▶ _WHAT YOU WILL DO_
The answer must consist of each line of the records below that contains the string "assignment".

▶ _Collected data_
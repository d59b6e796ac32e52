//! Schedule (output) model.
//!
//! The finished timetable handed to rendering and export: rounds with
//! time labels, matches with fields and team names, and any fairness
//! violations the field assignment had to accept.
//!
//! Wire shape: `{ schedule: [{ roundIndex, timeLabel, matches: [{ field,
//! teamA, teamB }] }] }`.

use serde::{Deserialize, Serialize};

use super::ClockTime;

/// A complete tournament timetable.
#[derive(Debug, Clone, Default, PartialEq, Eq, Serialize, Deserialize)]
#[serde(rename_all = "camelCase")]
pub struct Schedule {
    /// Rounds in play order.
    #[serde(rename = "schedule")]
    pub rounds: Vec<ScheduledRound>,
    /// Field count the schedule was built for (at least one).
    pub fields: u32,
    /// Lower bound on the round count of the generic (non-special) pairs.
    pub lower_bound: usize,
    /// How the generic pairs were partitioned into rounds.
    pub method: PartitionMethod,
    /// Fairness rule breaches accepted during field assignment.
    pub violations: Vec<Violation>,
}

/// One round of the timetable.
#[derive(Debug, Clone, PartialEq, Eq, Serialize, Deserialize)]
#[serde(rename_all = "camelCase")]
pub struct ScheduledRound {
    /// 0-based round index.
    pub round_index: usize,
    /// `"HH:MM–HH:MM"`.
    pub time_label: String,
    /// Round start.
    pub start: ClockTime,
    /// Round end (start + match duration).
    pub end: ClockTime,
    /// Matches sorted by field.
    pub matches: Vec<ScheduledMatch>,
}

/// One match of the timetable.
#[derive(Debug, Clone, PartialEq, Eq, Serialize, Deserialize)]
#[serde(rename_all = "camelCase")]
pub struct ScheduledMatch {
    /// Field number (1-based).
    pub field: u32,
    pub team_a: String,
    pub team_b: String,
    /// Whether this is the reserved special pair.
    #[serde(default)]
    pub special: bool,
}

/// How the round partition was obtained.
#[derive(Debug, Clone, Copy, Default, PartialEq, Eq, Serialize, Deserialize)]
pub enum PartitionMethod {
    /// Backtracking search proved the round count minimal.
    #[default]
    Exact,
    /// Search budget ran out; rounds were built greedily.
    Greedy,
}

/// A fairness rule breach.
#[derive(Debug, Clone, PartialEq, Eq, Serialize, Deserialize)]
#[serde(rename_all = "camelCase")]
pub struct Violation {
    /// Type of violation.
    pub violation_type: ViolationType,
    /// Team name.
    pub entity_id: String,
    /// Round where the breach happened.
    pub round_index: usize,
    /// Human-readable description.
    pub message: String,
}

/// Classification of violations.
#[derive(Debug, Clone, PartialEq, Eq, Serialize, Deserialize)]
pub enum ViolationType {
    /// A team was kept on the same field for a third consecutive round
    /// because no other field was free.
    FieldStreak,
}

impl ScheduledMatch {
    pub fn new(field: u32, team_a: impl Into<String>, team_b: impl Into<String>) -> Self {
        Self {
            field,
            team_a: team_a.into(),
            team_b: team_b.into(),
            special: false,
        }
    }

    /// Marks the match as the special pair.
    pub fn as_special(mut self) -> Self {
        self.special = true;
        self
    }

    /// Whether the team plays in this match.
    pub fn involves(&self, team: &str) -> bool {
        self.team_a == team || self.team_b == team
    }

    /// Whether this match is between the two teams (either order).
    pub fn is_between(&self, a: &str, b: &str) -> bool {
        (self.team_a == a && self.team_b == b) || (self.team_a == b && self.team_b == a)
    }
}

impl ScheduledRound {
    /// Match on the given field, if any.
    pub fn match_on_field(&self, field: u32) -> Option<&ScheduledMatch> {
        self.matches.iter().find(|m| m.field == field)
    }
}

impl Violation {
    /// Creates a field streak violation.
    pub fn field_streak(team: impl Into<String>, round_index: usize, field: u32) -> Self {
        let team = team.into();
        Self {
            violation_type: ViolationType::FieldStreak,
            message: format!(
                "'{team}' kept on field {field} in round {} with no other field free",
                round_index + 1
            ),
            entity_id: team,
            round_index,
        }
    }
}

impl Schedule {
    /// Creates an empty schedule.
    pub fn new() -> Self {
        Self::default()
    }

    /// Whether no match is scheduled.
    pub fn is_empty(&self) -> bool {
        self.rounds.is_empty()
    }

    /// Number of rounds.
    pub fn round_count(&self) -> usize {
        self.rounds.len()
    }

    /// Number of matches across all rounds.
    pub fn match_count(&self) -> usize {
        self.rounds.iter().map(|r| r.matches.len()).sum()
    }

    /// Whether field assignment stayed within the fairness rule.
    pub fn is_fair(&self) -> bool {
        self.violations.is_empty()
    }

    /// Matches played on a field, in round order.
    pub fn matches_on_field(&self, field: u32) -> Vec<(&ScheduledRound, &ScheduledMatch)> {
        self.rounds
            .iter()
            .filter_map(|r| r.match_on_field(field).map(|m| (r, m)))
            .collect()
    }

    /// Matches a team plays, in round order.
    pub fn matches_for_team(&self, team: &str) -> Vec<(&ScheduledRound, &ScheduledMatch)> {
        self.rounds
            .iter()
            .flat_map(|r| r.matches.iter().map(move |m| (r, m)))
            .filter(|(_, m)| m.involves(team))
            .collect()
    }

    /// Round index and match of the meeting between two teams.
    pub fn find_match(&self, a: &str, b: &str) -> Option<(usize, &ScheduledMatch)> {
        self.rounds.iter().find_map(|r| {
            r.matches
                .iter()
                .find(|m| m.is_between(a, b))
                .map(|m| (r.round_index, m))
        })
    }

    /// The special match, if one was scheduled.
    pub fn special_match(&self) -> Option<(usize, &ScheduledMatch)> {
        self.rounds.iter().find_map(|r| {
            r.matches
                .iter()
                .find(|m| m.special)
                .map(|m| (r.round_index, m))
        })
    }
}
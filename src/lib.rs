//! Tournament timetabling for the U-Engine ecosystem.
//!
//! Builds a conflict-free match timetable for a multi-team, multi-field
//! tournament: every eligible pair of teams meets exactly once, no team
//! plays twice in a round, and the number of rounds is kept minimal.
//!
//! # Modules
//!
//! - **`models`**: Domain types: `Team`, `Roster`, `Pair`, `Match`, `Round`,
//!   `TournamentConfig`, `Schedule`
//! - **`scheduler`**: Pair generation, minimum-round partitioning, special
//!   pair insertion, fair field assignment, round clock, KPIs
//! - **`validation`**: Input checks (field count, durations, duplicate names,
//!   special pair references)
//! - **`export`**: Summary/per-field tables and `.xlsx` workbook output
//!
//! # Pipeline
//!
//! ```text
//! Roster ─► generate_pairs ─► RoundPartitioner ─► insert_special_pair
//!        ─► FieldAssigner ─► RoundClock ─► Schedule
//! ```
//!
//! # References
//!
//! - Vizing (1964), "On an estimate of the chromatic class of a p-graph"
//! - de Werra (1981), "Scheduling in sports"

pub mod error;
pub mod export;
pub mod models;
pub mod scheduler;
pub mod validation;

pub use error::{ExportError, RequestError};
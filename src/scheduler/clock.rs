//! Round clock: start/end times and labels per round.
//!
//! Round `i` starts at `start + i · (match + break)` and ends
//! `match` minutes later. Times are plain minutes since midnight;
//! no rounding, no timezone.

use crate::models::{ClockTime, TournamentConfig};

/// Start and end of one round.
#[derive(Debug, Clone, Copy, PartialEq, Eq)]
pub struct TimeSlot {
    pub start: ClockTime,
    pub end: ClockTime,
}

impl TimeSlot {
    /// `"HH:MM–HH:MM"` (en dash).
    pub fn label(&self) -> String {
        format!("{}–{}", self.start, self.end)
    }
}

/// Maps round indices to time slots.
#[derive(Debug, Clone, Copy, PartialEq, Eq)]
pub struct RoundClock {
    start: ClockTime,
    match_minutes: u32,
    break_minutes: u32,
}

impl RoundClock {
    pub fn new(start: ClockTime, match_minutes: u32, break_minutes: u32) -> Self {
        Self {
            start,
            match_minutes,
            break_minutes,
        }
    }

    /// Clock for a tournament configuration.
    pub fn from_config(config: &TournamentConfig) -> Self {
        Self::new(config.start_time, config.match_duration, config.break_duration)
    }

    /// Time slot of the round at `round_index` (0-based).
    pub fn slot(&self, round_index: usize) -> TimeSlot {
        let step = u64::from(self.match_minutes) + u64::from(self.break_minutes);
        let offset = u32::try_from(round_index as u64 * step).unwrap_or(u32::MAX);
        let start = self.start.plus_minutes(offset);
        TimeSlot {
            start,
            end: start.plus_minutes(self.match_minutes),
        }
    }

    /// Label of the round at `round_index` (0-based).
    pub fn label(&self, round_index: usize) -> String {
        self.slot(round_index).label()
    }
}

#[cfg(test)]
mod tests {
    use super::*;

    #[test]
    fn test_labels() {
        let clock = RoundClock::new(ClockTime::hm(10, 0), 10, 2);
        assert_eq!(clock.label(0), "10:00–10:10");
        assert_eq!(clock.label(1), "10:12–10:22");
        assert_eq!(clock.label(2), "10:24–10:34");
    }

    #[test]
    fn test_zero_break() {
        let clock = RoundClock::new(ClockTime::hm(9, 45), 15, 0);
        assert_eq!(clock.label(1), "10:00–10:15");
    }

    #[test]
    fn test_from_config_defaults() {
        let clock = RoundClock::from_config(&TournamentConfig::default());
        // 10:00 start, 12 min matches, 3 min breaks
        let slot = clock.slot(4);
        assert_eq!(slot.start, ClockTime::hm(11, 0));
        assert_eq!(slot.end, ClockTime::hm(11, 12));
    }

    #[test]
    fn test_past_midnight() {
        let clock = RoundClock::new(ClockTime::hm(23, 30), 20, 10);
        assert_eq!(clock.label(1), "24:00–24:20");
    }
}
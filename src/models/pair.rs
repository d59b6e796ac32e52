//! Unordered team pair.

use serde::{Deserialize, Serialize};

use super::TeamId;

/// An unordered pair of distinct teams.
///
/// Stored canonically as `(min id, max id)`, so `Pair::new(a, b)` and
/// `Pair::new(b, a)` are equal and hash identically.
#[derive(Debug, Clone, Copy, PartialEq, Eq, PartialOrd, Ord, Hash, Serialize, Deserialize)]
pub struct Pair {
    low: TeamId,
    high: TeamId,
}

impl Pair {
    /// Creates a pair. Returns `None` when both ids are the same team.
    pub fn new(a: TeamId, b: TeamId) -> Option<Self> {
        match a.cmp(&b) {
            std::cmp::Ordering::Less => Some(Self { low: a, high: b }),
            std::cmp::Ordering::Greater => Some(Self { low: b, high: a }),
            std::cmp::Ordering::Equal => None,
        }
    }

    /// Team with the lower roster position.
    #[inline]
    pub fn first(&self) -> TeamId {
        self.low
    }

    /// Team with the higher roster position.
    #[inline]
    pub fn second(&self) -> TeamId {
        self.high
    }

    /// Whether the team is part of this pair.
    #[inline]
    pub fn contains(&self, team: TeamId) -> bool {
        self.low == team || self.high == team
    }

    /// Both teams, lower id first.
    #[inline]
    pub fn teams(&self) -> [TeamId; 2] {
        [self.low, self.high]
    }
}
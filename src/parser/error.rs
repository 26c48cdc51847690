//! Error types for tokenizing and parsing
//!
//! Two tiers only: [`LexError`] for malformed character sequences and
//! [`ParseError::UnexpectedToken`] for a well-formed token in the wrong
//! place. Every error is terminal; nothing is recovered.

use std::fmt;

use thiserror::Error;

use crate::parser::constants::EXPECTED_VALUE;
use crate::parser::lexer::TokenKind;

/// Tokenizer error
#[derive(Debug, Clone, PartialEq, Eq, Error)]
#[error("invalid token is found: expected {expected} but got {found}")]
pub struct LexError {
    /// Description of what could appear here
    pub expected: String,
    /// The character actually read, or `"EOF"`
    pub found: String,
}

impl LexError {
    pub(crate) fn new(expected: impl Into<String>, found: impl Into<String>) -> Self {
        Self {
            expected: expected.into(),
            found: found.into(),
        }
    }
}

/// What the parser would have accepted at the point of failure
#[derive(Debug, Clone, Copy, PartialEq, Eq)]
pub enum Expected {
    /// A single token kind, as required by `match`
    Token(TokenKind),
    /// Any token that starts a value
    Value,
}

impl fmt::Display for Expected {
    fn fmt(&self, f: &mut fmt::Formatter<'_>) -> fmt::Result {
        match self {
            Expected::Token(kind) => write!(f, "{}", kind),
            Expected::Value => f.write_str(EXPECTED_VALUE),
        }
    }
}

/// Error returned by [`parse`](crate::parse)
#[derive(Debug, Clone, PartialEq, Eq, Error)]
pub enum ParseError {
    /// Lexical failure
    #[error("invalid token is found: expected {expected} but got {found}")]
    InvalidToken { expected: String, found: String },

    /// Grammar failure
    #[error("unexpected token is found: expected {expected} but got {found}")]
    UnexpectedToken { expected: Expected, found: String },
}

impl From<LexError> for ParseError {
    fn from(err: LexError) -> Self {
        ParseError::InvalidToken {
            expected: err.expected,
            found: err.found,
        }
    }
}
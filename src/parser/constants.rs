// Lexical tables for the tokenizer

/// Characters skipped between tokens
pub const WHITESPACE: [char; 3] = [' ', '\t', '\n'];

pub const TRUE_LITERAL: &str = "true";
pub const FALSE_LITERAL: &str = "false";
pub const NULL_LITERAL: &str = "null";

/// Reported as `found` when the input ends where a character was required
pub const EOF_SENTINEL: &str = "EOF";

/// Every character that may start a token
pub const EXPECTED_LEADING: &str = "number, t, f, n, \", [, ], {, }, : or ,";

/// A dot must be followed by at least one digit
pub const EXPECTED_FRACTION_DIGIT: &str = "number or .";

/// A number may contain at most one dot
pub const EXPECTED_NUMBER_END: &str = "number";

/// A string must be closed before the input ends
pub const EXPECTED_STRING_CHAR: &str = "other than EOF";

/// Lookahead kinds that can start a value
pub const EXPECTED_VALUE: &str = "number, string, boolean, null, [ or {";
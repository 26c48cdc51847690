//! Syntax tree produced by the parser
//!
//! [`Node`] is a closed set of variants. Scalars keep their raw lexeme:
//! numbers are not converted and string escapes are not decoded, so a
//! consumer decides how to interpret them.

use rustc_hash::FxHashMap;

/// Source location information for diagnostics
#[derive(Debug, Clone, Copy, PartialEq, Eq)]
pub struct SourceLocation {
    pub line: usize,
    pub column: usize,
}

impl SourceLocation {
    pub fn new(line: usize, column: usize) -> Self {
        Self { line, column }
    }
}

/// A parsed value. The tree is never mutated after the parser returns it.
#[derive(Debug, Clone, PartialEq, Eq)]
pub enum Node {
    /// Text between the quotes, escapes kept verbatim
    String(String),
    /// Unsigned decimal lexeme such as `12` or `3.25`
    Number(String),
    Boolean(bool),
    Null,
    Array(Vec<Node>),
    /// Key -> value; a repeated key keeps the last value
    Object(FxHashMap<String, Node>),
}

impl Node {
    /// Name of the variant, as used in diagnostics
    pub fn kind_name(&self) -> &'static str {
        match self {
            Node::String(_) => "string",
            Node::Number(_) => "number",
            Node::Boolean(_) => "boolean",
            Node::Null => "null",
            Node::Array(_) => "array",
            Node::Object(_) => "object",
        }
    }

    pub fn is_null(&self) -> bool {
        matches!(self, Node::Null)
    }

    pub fn as_bool(&self) -> Option<bool> {
        match self {
            Node::Boolean(b) => Some(*b),
            _ => None,
        }
    }

    /// Raw string lexeme, returns None if not a String
    pub fn as_str(&self) -> Option<&str> {
        match self {
            Node::String(text) => Some(text),
            _ => None,
        }
    }

    /// Raw numeric lexeme, returns None if not a Number
    pub fn as_number_text(&self) -> Option<&str> {
        match self {
            Node::Number(text) => Some(text),
            _ => None,
        }
    }

    pub fn as_array(&self) -> Option<&[Node]> {
        match self {
            Node::Array(elements) => Some(elements),
            _ => None,
        }
    }

    pub fn as_object(&self) -> Option<&FxHashMap<String, Node>> {
        match self {
            Node::Object(entries) => Some(entries),
            _ => None,
        }
    }

    /// Look up a member of an object
    pub fn get(&self, key: &str) -> Option<&Node> {
        self.as_object().and_then(|entries| entries.get(key))
    }

    /// Look up an element of an array
    pub fn index(&self, i: usize) -> Option<&Node> {
        self.as_array().and_then(|elements| elements.get(i))
    }
}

▶ _ANSWER BOX_
//! violations the field assignment had to accept.
    /// Fairness rule breaches accepted during field assignment.
    /// Whether field assignment stayed within the fairness rule.
//!   pair insertion, fair field assignment, round clock, KPIs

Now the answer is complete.